Re: Did Commodore cheat with the quad density floppies?

From: Marko Mäkelä <msmakela_at_gmail.com>
Date: Tue, 15 Jan 2019 07:18:39 +0200
Message-ID: <20190115051839.GA19291@jyty>
On Tue, Jan 15, 2019 at 03:23:59AM +0100, Mia Magnusson wrote:
>>They then took their old 8080 based motherboards and adapted them for 
>>8088, CPM-86 came out but then so did MSDOS.
>
>That might had been true in North America and Japan but not always in 
>Europe. Afaik for example Ericsson and Nokia never made any CP/M 
>computers or any computers at all before their first 8088 "DOS" 
>computers.

The 2 first models of the Nokia MikroMikko series were not IBM PC 
compatible. The MikroMikko 1 ran CP/M on 8085 and had a monochrome 
display. The MikroMikko 2 (which I do not remember ever seeing) ran 
MS-DOS on 80186.

At school, I got first-hand experience from the MikroMikko 3, which was 
running on 80286. I think that it was pretty well built, even featuring 
remote control (viewing the screen or taking over the keyboard) from the 
teacher's unit. The student workstations were equipped with two 3.5" DD 
drives, while the teacher's unit had a hard disk and 5.25" HD and 3.5 DD 
drives. I think that the computers were only connected by the keyboard 
and display switch; I do not remember anything like Ethernet. The 
machines were originally running MS-DOS 3.21.
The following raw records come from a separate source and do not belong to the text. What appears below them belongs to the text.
use crate::{
    dsp::pan::{pan_mono, pan_stereo},
    graph::node::{Bus, GraphNode, RenderCtx},
};

/// Stereo panner stage of a track chain.
pub struct PanNode {
    pan: f32,
}

impl PanNode {
    pub fn new(pan: f32) -> Self {
        Self {
            pan: pan.clamp(-1.0, 1.0),
        }
    }

    pub fn pan(&self) -> f32 {
        self.pan
    }

    pub fn set_pan(&mut self, pan: f32) {
        self.pan = pan.clamp(-1.0, 1.0);
    }
}

impl GraphNode for PanNode {
    fn process(&mut self, bus: &mut Bus<'_>, _ctx: &RenderCtx) {
        if bus.stereo {
            pan_stereo(bus.left, bus.right, self.pan);
        } else {
            pan_mono(bus.left, bus.right, self.pan);
        }
        bus.stereo = true;
    }
}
https://en.wikipedia.org/wiki/MikroMikko

>Anyway in practice you'd mainly need a PC compatible BIOS (and
>reasonable allocation of some of the interrupts) to run many of the PC
>programs, and with PC compatible display hardware you could get away
>with running almost all PC software even if every other part of the
>computer, of course except the CPU, were incompatible with the PC. (As
>the PC BIOS did totally suck re the serial port routines, all terminal
>software and similar of course actually required an 8250 or 16550 at
>the well known addresses and using the well known IRQ's).
>
>The display hardware also only had to be compatible at the video memory
>level, not that much at the I/O port level.

I agree on this. I never encountered any compatibility issues with the 
Nokia MikroMikko 3, but then again, my use of RS-232 was limited to 
plugging in a mouse, and the computer only supported EGA or VGA level 
graphics. I cannot even remember if I tried to run FractInt (and some of 
its custom graphics modes) on those machines.